Pure battery cars with long ranges are expensive and heavy, and high-current chargers are also expensive to install and use, are often unreliable and, despite Government promises, are still few and far between.
Repeated use of fast-chargers also harms the long-term health of the current lithium-ion battery packs to the extent that some car makers are considering software which “counts” the number of fast charges so used buyers can see how compromised the battery life is.
As one car maker told us: “Now is not三级成人视频 the time to ask for anything…".
三级成人视频But we understand the industry is starting to make approaches to Government, reminding it no doubt of the £202 billion it contributes to the UK economy, the 12.8 per cent it contributes to UK goods exports, the 168,000 direct jobs and many times that in supplier firms, retail and fleet sales, media and motor racing, not to mention the valuable research contracts it has with UK firms and universities.

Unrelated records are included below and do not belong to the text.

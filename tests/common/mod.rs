#![allow(dead_code)]

use std::cell::{Cell, RefCell};
use std::rc::Rc;

use udlkit::{Transport, TransportError};

#[derive(Debug, Clone, Copy, PartialEq, Eq)]
pub enum Endpoint {
    /// Staged command buffer delivered via `Transport::write`.
    Write,
    /// Channel-select control request.
    Control,
    /// Direct bulk stream (mode-program blobs).
    Bulk,
}

#[derive(Debug, Clone, PartialEq, Eq)]
pub struct Op {
    pub endpoint: Endpoint,
    pub bytes: Vec<u8>,
}

/// A transport that records every transfer and can be told to fail.
pub struct MockTransport {
    log: Rc<RefCell<Vec<Op>>>,
    fail: Rc<Cell<bool>>,
}

impl MockTransport {
    pub fn new() -> Self {
        Self {
            log: Rc::new(RefCell::new(Vec::new())),
            fail: Rc::new(Cell::new(false)),
        }
    }

    /// Handle to the recorded transfer log; survives moving the transport
    /// into a registry.
    pub fn log(&self) -> Rc<RefCell<Vec<Op>>> {
        Rc::clone(&self.log)
    }

    /// Handle to the failure switch; when set, every transfer errors.
    pub fn fail_flag(&self) -> Rc<Cell<bool>> {
        Rc::clone(&self.fail)
    }

    fn record(&mut self, endpoint: Endpoint, bytes: &[u8]) -> Result<(), TransportError> {
        if self.fail.get() {
            return Err(TransportError::Io("injected failure".to_owned()));
        }
        self.log.borrow_mut().push(Op {
            endpoint,
            bytes: bytes.to_vec(),
        });
        Ok(())
    }
}

impl Transport for MockTransport {
    fn write(&mut self, bytes: &[u8], _timeout_ms: u32) -> Result<(), TransportError> {
        self.record(Endpoint::Write, bytes)
    }

    fn control_channel(&mut self, bytes: &[u8], _timeout_ms: u32) -> Result<(), TransportError> {
        self.record(Endpoint::Control, bytes)
    }

    fn bulk_write(&mut self, bytes: &[u8], _timeout_ms: u32) -> Result<(), TransportError> {
        self.record(Endpoint::Bulk, bytes)
    }
}

/// Build a 128-byte EDID block: valid header, EDID 1.3 version bytes and a
/// sane identity, everything else zero unless `configure` fills it in. The
/// checksum byte is computed last, so configured blocks always validate.
pub fn edid_block(configure: impl FnOnce(&mut [u8; 128])) -> [u8; 128] {
    let mut edid = [0u8; 128];
    edid[0..8].copy_from_slice(&[0x00, 0xFF, 0xFF, 0xFF, 0xFF, 0xFF, 0xFF, 0x00]);
    // Manufacturer/product identity (arbitrary but stable).
    edid[8..10].copy_from_slice(&0x04B2u16.to_be_bytes());
    edid[10..12].copy_from_slice(&0x0001u16.to_le_bytes());
    // EDID version 1.3.
    edid[18] = 1;
    edid[19] = 3;
    // Gamma 2.20.
    edid[23] = 120;
    configure(&mut edid);
    let sum = edid[..127].iter().fold(0u8, |acc, &b| acc.wrapping_add(b));
    edid[127] = 0u8.wrapping_sub(sum);
    edid
}

/// VESA DMT 1280x1024@60 detailed timing descriptor.
pub const DTD_1280_1024_60: [u8; 18] = [
    0x30, 0x2A, 0x00, 0x98, 0x51, 0x00, 0x2A, 0x40, 0x30, 0x70, 0x13, 0x00, 0x54, 0x0E, 0x11,
    0x00, 0x00, 0x1E,
];

/// VESA DMT 1024x768@60 detailed timing descriptor.
pub const DTD_1024_768_60: [u8; 18] = [
    0x64, 0x19, 0x00, 0x40, 0x41, 0x00, 0x26, 0x30, 0x18, 0x88, 0x36, 0x00, 0x54, 0x0E, 0x11,
    0x00, 0x00, 0x18,
];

The alternative is to have car manufacturers pull out, with all the upheaval that entails. Honda is already going三级成人视频, others could just as simply follow.
“We just can’t afford to keep making vehicles we don’t make money on,” said one UK manufacturer, when asked about new EV standards.
It’s a sobering thought that car companies could just pack up and leave, but it’s one which might cause some rethinking among the Government’s decision makers.